Viele baden-württembergischen Städte und Gemeinden verfolgen derzeit Projekte mit dem Ziel, relativ stark belastete Straßen stadtverträglich zu gestalten.
Die Problemlage umfasst z.B. innerstädtische Straßen mit hoher Verkehrsbelastung, an die komplexe Nutzungsansprüche gestellt werden und die eine verminderte Aufenthaltsqualität – verbunden mit hohen Umweltbelastungen (wie Lärm und Luftschadstoffe) und steigendem Unfallaufkommen – aufweisen. Erschwerend kommt hinzu, dass das gegenwärtige Instrumentarium den Kommunen kaum Handlungsspielräume für situationsangepasste Lösungen lässt.

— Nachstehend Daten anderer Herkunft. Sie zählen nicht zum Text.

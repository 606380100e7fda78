//! Registry-specific packagers.
//!
//! Each packager turns the resolved configuration plus one unit id into one
//! artifact under its own output subdirectory (`npm/`, `pypi/`, `github/`).

pub mod github;
pub mod npm;
pub mod pypi;
//! External tool detection for the publish adapters.
//!
//! Results are cached so each tool is looked up at most once per process.

use std::path::PathBuf;
use std::sync::LazyLock;

/// `npm`, used by `publish --source npm`.
pub static NPM: LazyLock<Option<PathBuf>> = LazyLock::new(|| detect("npm", "--version"));

/// `uv`, used by `publish --source pypi`.
pub static UV: LazyLock<Option<PathBuf>> = LazyLock::new(|| detect("uv", "--version"));

fn detect(tool: &str, version_flag: &str) -> Option<PathBuf> {
    match which::which(tool) {
        Ok(path) => {
            log::debug!("Found {} at: {}", tool, path.display());

            match std::process::Command::new(&path).arg(version_flag).output() {
                Ok(output) if output.status.success() => {
                    let version = String::from_utf8_lossy(&output.stdout);
                    log::debug!("✓ {} available: {}", tool, version.trim());
                    Some(path)
                }
                Ok(output) => {
                    log::warn!(
                        "{} found at {} but {} check failed (exit code: {:?}). Stderr: {}",
                        tool,
                        path.display(),
                        version_flag,
                        output.status.code(),
                        String::from_utf8_lossy(&output.stderr)
                    );
                    None
                }
                Err(e) => {
                    log::warn!(
                        "{} found at {} but failed to execute: {}. Check file permissions.",
                        tool,
                        path.display(),
                        e
                    );
                    None
                }
            }
        }
        Err(e) => {
            log::debug!("{} not found in PATH: {}", tool, e);
            None
        }
    }
}
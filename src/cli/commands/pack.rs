//! `pack`: build every requested artifact.

use super::resolve_config;
use crate::bundler::{Bundler, Source, utils::fs::remove_dir_all};
use crate::cli::{ConfigArgs, RuntimeConfig};
use crate::config::Config;
use crate::error::{CliError, Result};
use tokio::process::Command;

/// Runs the pack pipeline.
///
/// Order: resolve configuration, clear output directories, pre-pack
/// command, binary existence check, parallel packaging.
///
/// # Returns
///
/// 0 when every unit succeeded, otherwise the first failing step's code.
pub async fn pack(args: &ConfigArgs) -> Result<i32> {
    let runtime = RuntimeConfig::from(args);
    let config = resolve_config(args, &runtime)?;

    if config.pack.clear_dir {
        clear_output_dirs(&config, args.source, &runtime).await?;
    }

    if let Some(command) = &config.pack.pre_pack_command {
        let code = run_pre_pack(command, &config, &runtime).await?;
        if code != 0 {
            runtime.error(&format!("Pre-pack command failed with exit code {code}"))?;
            return Ok(code);
        }
    }

    let missing = missing_binaries(&config);
    if !missing.is_empty() {
        runtime.error("Some binaries are missing:")?;
        for (id, path) in &missing {
            runtime.indent(&format!("{id}: {path}"))?;
        }
        return Ok(1);
    }

    runtime.section("Packaging")?;
    let summary = Bundler::new(config).bundle(args.source).await;

    let failed: Vec<_> = summary.failed().collect();
    if failed.is_empty() {
        runtime.success(&format!(
            "Packed {} artifact group(s)",
            summary.outcomes.len()
        ))?;
    } else {
        runtime.error(&format!(
            "{} of {} packaging unit(s) failed:",
            failed.len(),
            summary.outcomes.len()
        ))?;
        for outcome in failed {
            runtime.indent(&format!("{} (exit code {})", outcome.unit, outcome.exit_code))?;
        }
    }

    Ok(summary.exit_code())
}

/// Removes the output subdirectory of every selected family.
async fn clear_output_dirs(config: &Config, source: Source, runtime: &RuntimeConfig) -> Result<()> {
    for family in source.families() {
        let dir = config.output_dir(family);
        runtime.verbose_println(&format!("Clearing {}", dir.display()))?;
        remove_dir_all(&dir).await?;
    }
    Ok(())
}

/// Runs `pack.prePackCommand` in a shell from the configuration directory.
async fn run_pre_pack(command: &str, config: &Config, runtime: &RuntimeConfig) -> Result<i32> {
    runtime.progress(&format!("Running pre-pack command: {command}"))?;

    let mut shell = if cfg!(windows) {
        let mut shell = Command::new("cmd");
        shell.arg("/C");
        shell
    } else {
        let mut shell = Command::new("sh");
        shell.arg("-c");
        shell
    };
    shell.arg(command).current_dir(&config.base_dir);

    let status = shell
        .status()
        .await
        .map_err(|e| CliError::ExecutionFailed {
            command: command.to_string(),
            reason: e.to_string(),
        })?;

    Ok(status.code().unwrap_or(1))
}

/// Configured binaries that do not exist on disk, as `(id, path)`.
fn missing_binaries(config: &Config) -> Vec<(String, String)> {
    config
        .binaries
        .keys()
        .filter_map(|id| {
            let path = config.binary_path(id)?;
            (!path.is_file()).then(|| (id.clone(), path.display().to_string()))
        })
        .collect()
}
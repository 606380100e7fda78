//! Format-agnostic archive writing.
//!
//! [`create_archive`] opens a tar.gz or zip writer behind the
//! [`ArchiveWriter`] trait. Every added entry reports an [`ArchiveEntry`]
//! whose hash and size describe the exact bytes written, which is what the
//! wheel RECORD is assembled from.
//!
//! Entries carry a fixed modification time so the archive bytes depend only
//! on the entry contents, paths and modes.

mod tar;
mod zip;

pub use self::tar::TarGzWriter;
pub use self::zip::ZipWriter;

use crate::bundler::{Result, checksum::content_hash};
use crate::config::ArchiveFormat;
use std::path::Path;

/// Mode given to entries added without an explicit one.
pub const DEFAULT_FILE_MODE: u32 = 0o644;

/// Mode for bundled executables.
pub const EXECUTABLE_FILE_MODE: u32 = 0o755;

/// One file written into an archive.
#[derive(Debug, Clone, PartialEq, Eq)]
pub struct ArchiveEntry {
    /// `/`-separated path inside the archive.
    pub path: String,
    /// Base64url SHA-256 of the written bytes.
    pub hash: String,
    /// Byte length of the written bytes.
    pub size: u64,
}

impl ArchiveEntry {
    pub fn new(path: &str, contents: &[u8]) -> Self {
        Self {
            path: path.to_string(),
            hash: content_hash(contents),
            size: contents.len() as u64,
        }
    }

    /// `path,sha256=hash,size` row of a wheel RECORD.
    pub fn record_line(&self) -> String {
        format!("{},sha256={},{}", self.path, self.hash, self.size)
    }
}

/// Writer over one archive file.
///
/// Calls against one writer are sequential; entry order is the call order.
pub trait ArchiveWriter: Send {
    /// Adds `contents` at `archive_path` with Unix permission bits `mode`.
    fn add_file_with_mode(
        &mut self,
        contents: &[u8],
        archive_path: &str,
        mode: u32,
    ) -> Result<ArchiveEntry>;

    /// Adds a regular, non-executable file.
    fn add_file(&mut self, contents: &[u8], archive_path: &str) -> Result<ArchiveEntry> {
        self.add_file_with_mode(contents, archive_path, DEFAULT_FILE_MODE)
    }

    /// Writes trailing structures, flushes and syncs the file. All bytes are
    /// on disk once this returns.
    fn finalize(self: Box<Self>) -> Result<()>;
}

/// Creates the archive file at `path`, creating parent directories.
pub fn create_archive(format: ArchiveFormat, path: &Path) -> Result<Box<dyn ArchiveWriter>> {
    log::debug!("Creating {} archive at {}", format, path.display());
    Ok(match format {
        ArchiveFormat::TarGz => Box::new(TarGzWriter::create(path)?),
        ArchiveFormat::Zip => Box::new(ZipWriter::create(path)?),
    })
}

fn create_parent(path: &Path) -> Result<()> {
    use crate::bundler::error::ErrorExt;
    if let Some(parent) = path.parent() {
        std::fs::create_dir_all(parent).fs_context("creating archive directory", parent)?;
    }
    Ok(())
}
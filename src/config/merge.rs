//! Deep merge over the YAML value model.

use serde_yaml::{Mapping, Value};

/// Merges `source` into `target`.
///
/// Objects merge key by key, recursively. Arrays, scalars and nulls in
/// `source` replace whatever `target` holds at that position.
pub fn deep_merge(target: &mut Value, source: Value) {
    match source {
        Value::Mapping(entries) => {
            if !target.is_mapping() {
                *target = Value::Mapping(Mapping::new());
            }
            if let Value::Mapping(existing) = target {
                for (key, value) in entries {
                    match existing.get_mut(&key) {
                        Some(slot) => deep_merge(slot, value),
                        None => {
                            let mut slot = Value::Null;
                            deep_merge(&mut slot, value);
                            existing.insert(key, slot);
                        }
                    }
                }
            }
        }
        other => *target = other,
    }
}
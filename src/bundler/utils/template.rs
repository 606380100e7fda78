//! Handlebars rendering for the generated launcher and metadata files.

use crate::bundler::Result;
use handlebars::Handlebars;
use serde::Serialize;

/// Renders `template` with `data`.
///
/// Output is code and plain text, so HTML escaping is disabled; a missing
/// variable is an error rather than an empty string.
pub fn render<T: Serialize>(template: &str, data: &T) -> Result<String> {
    let mut handlebars = Handlebars::new();
    handlebars.register_escape_fn(handlebars::no_escape);
    handlebars.set_strict_mode(true);

    Ok(handlebars.render_template(template, data)?)
}
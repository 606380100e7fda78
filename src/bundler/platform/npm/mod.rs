//! npm tarballs.
//!
//! The main package carries only a launcher; each configured binary package
//! carries one platform binary and is listed in the main package's
//! `optionalDependencies`, so npm installs just the one matching the host.
//!
//! Every entry lives under `package/`, as `npm pack` lays it out.

mod templates;

use crate::bundler::{
    Result,
    archive::{ArchiveWriter, EXECUTABLE_FILE_MODE, create_archive},
    error::Context,
    utils::{fs, template},
};
use crate::config::{ArchiveFormat, Config, NpmConfig};
use serde::Serialize;
use serde_json::{Map, Value, json};
use std::collections::BTreeMap;
use std::path::PathBuf;

/// `{name}` for the main package, `{name}-{platform}` for a binary package.
pub fn package_name(npm: &NpmConfig, platform_id: Option<&str>) -> String {
    match platform_id {
        Some(id) => format!("{}-{id}", npm.package_json.name),
        None => npm.package_json.name.clone(),
    }
}

/// `{sanitized}[-{platform}]-{version}.tgz`, where `@` is dropped and `/`
/// becomes `-`.
pub fn tarball_name(npm: &NpmConfig, platform_id: Option<&str>) -> String {
    let sanitized = npm.package_json.name.replace('@', "").replace('/', "-");
    let version = &npm.package_json.version;
    match platform_id {
        Some(id) => format!("{sanitized}-{id}-{version}.tgz"),
        None => format!("{sanitized}-{version}.tgz"),
    }
}

/// Synthesizes `package.json`.
///
/// `name` and `version` come first, then the template's other keys in order,
/// then the generated fields. Generated fields overwrite template keys of the
/// same name in place.
pub fn package_json(npm: &NpmConfig, platform_id: Option<&str>) -> Result<String> {
    let mut pkg = Map::new();
    pkg.insert("name".into(), json!(package_name(npm, platform_id)));
    pkg.insert("version".into(), json!(npm.package_json.version));
    for (key, value) in &npm.package_json.fields {
        pkg.insert(key.clone(), value.clone());
    }

    pkg.insert("type".into(), json!("module"));
    pkg.insert(
        "exports".into(),
        json!({
            ".": { "import": "./index.js" },
            "./package.json": "./package.json",
        }),
    );

    let mut files = vec!["package.json".to_string(), "index.js".to_string()];
    for extra in [&npm.readme_file, &npm.license_file].into_iter().flatten() {
        files.push(fs::file_name(extra)?);
    }

    match platform_id {
        None => {
            files_entry(&mut pkg, files);
            pkg.insert("bin".into(), bin_field(&npm.bin_names));
            let optional: Map<String, Value> = npm
                .binary_packages
                .keys()
                .map(|id| {
                    (
                        package_name(npm, Some(id)),
                        json!(npm.package_json.version),
                    )
                })
                .collect();
            pkg.insert("optionalDependencies".into(), Value::Object(optional));
        }
        Some(id) => {
            let info = npm.binary_packages.get(id).with_context(|| {
                format!(
                    "No binary package info found for \"{id}\". Please ensure \"npm.binaryPackages\" includes a mapping for it."
                )
            })?;
            pkg.insert("os".into(), json!([info.os]));
            pkg.insert("cpu".into(), json!([info.arch]));
            files.push("bin".to_string());
            files_entry(&mut pkg, files);
        }
    }

    Ok(serde_json::to_string_pretty(&Value::Object(pkg))?)
}

fn files_entry(pkg: &mut Map<String, Value>, files: Vec<String>) {
    pkg.insert("files".into(), json!(files));
}

/// `"index.js"`, or `{name: "index.js"}` for every configured bin name.
fn bin_field(bin_names: &[String]) -> Value {
    if bin_names.is_empty() {
        return json!("index.js");
    }
    let bins: Map<String, Value> = bin_names
        .iter()
        .map(|name| (name.clone(), json!("index.js")))
        .collect();
    Value::Object(bins)
}

#[derive(Serialize)]
struct LauncherPackage {
    key: String,
    name: String,
}

/// Main package launcher, keyed by `{os}-{arch}`.
pub fn main_index_js(npm: &NpmConfig) -> Result<String> {
    let packages: Vec<_> = npm
        .binary_packages
        .iter()
        .map(|(id, info)| LauncherPackage {
            key: info.platform_key(),
            name: package_name(npm, Some(id)),
        })
        .collect();

    template::render(templates::MAIN_INDEX_JS, &json!({ "packages": packages }))
}

/// Binary package entry point exposing `getBinPath()`.
pub fn bin_index_js(bin_filename: &str) -> Result<String> {
    let mut data = BTreeMap::new();
    data.insert("bin_filename", bin_filename);
    template::render(templates::BIN_INDEX_JS, &data)
}

/// Builds one tarball into `{pack.dir}/npm` and returns its path.
///
/// `platform_id` selects a binary package; `None` builds the main package.
pub fn bundle_package(config: &Config, platform_id: Option<&str>) -> Result<PathBuf> {
    let npm = config
        .npm
        .as_ref()
        .context("npm configuration is missing")?;

    // Everything that can fail on configuration is computed before the
    // tarball is created.
    let manifest = package_json(npm, platform_id)?;
    let (index_js, binary) = match platform_id {
        None => (main_index_js(npm)?, None),
        Some(id) => {
            let path = config.binary_path(id).with_context(|| {
                format!(
                    "No binary path found for \"{id}\". Please ensure \"binaries\" includes a mapping for it."
                )
            })?;
            let name = fs::file_name(&path)?;
            let bytes = fs::read_file(&path, "reading binary")?;
            (bin_index_js(&name)?, Some((name, bytes)))
        }
    };

    let mut extras = Vec::new();
    for file in [&npm.readme_file, &npm.license_file].into_iter().flatten() {
        let path = config.resolve_path(file);
        extras.push((fs::file_name(&path)?, fs::read_file(&path, "reading package file")?));
    }

    let out_dir = fs::create_dir_all(&config.output_dir("npm"))?;
    let tarball = out_dir.join(tarball_name(npm, platform_id));

    let mut archive = create_archive(ArchiveFormat::TarGz, &tarball)?;
    write_entries(archive.as_mut(), &manifest, &index_js, &extras, binary.as_ref())?;
    archive.finalize()?;

    Ok(tarball)
}

fn write_entries(
    archive: &mut dyn ArchiveWriter,
    manifest: &str,
    index_js: &str,
    extras: &[(String, Vec<u8>)],
    binary: Option<&(String, Vec<u8>)>,
) -> Result<()> {
    archive.add_file(manifest.as_bytes(), "package/package.json")?;
    archive.add_file(index_js.as_bytes(), "package/index.js")?;
    for (name, bytes) in extras {
        archive.add_file(bytes, &format!("package/{name}"))?;
    }
    if let Some((name, bytes)) = binary {
        archive.add_file_with_mode(bytes, &format!("package/bin/{name}"), EXECUTABLE_FILE_MODE)?;
    }
    Ok(())
}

Einige Städte und Kommunen beabsichtigen daher, einen interkommunalen Planungsverbund zu gründen, um Erfahrungen auszutauschen, gemeinsame Planungsstrategien zu entwickeln und konkrete Praxiserfahrungen zu vermitteln. Für die beschriebenen Problemlagen soll auch die Grundlage für rechtliche Regelungen geschaffen werden, die den Kommunen im Hinblick auf die anzustrebende stadtverträgliche Mobilität größere Spielräume eröffnen.
Durch diese Zusammenarbeit soll auch ein Beitrag zur Erreichung der Ziele der Landesregierung ‚Steigerung der Verkehrssicherheit und Stadtverträglichkeit’ im Zuge der Fortschreibung des Generalverkehrsplans; sowie ‚Verringerung der Umweltbelastungen’ im Rahmen der Nachhaltigkeitsstrategie des Landes Baden-Württemberg geleistet werden.
1. Ein Vertreter des Interkommunalen Planungsausschusses stellt in einer der kommenden Sitzungen im Ausschuss für Umwelt und Technik die Ziele und Anliegen des Planungsverbundes dar.
2. Die Stadt Stuttgart tritt dem Interkommunalen Planungsverbund bei.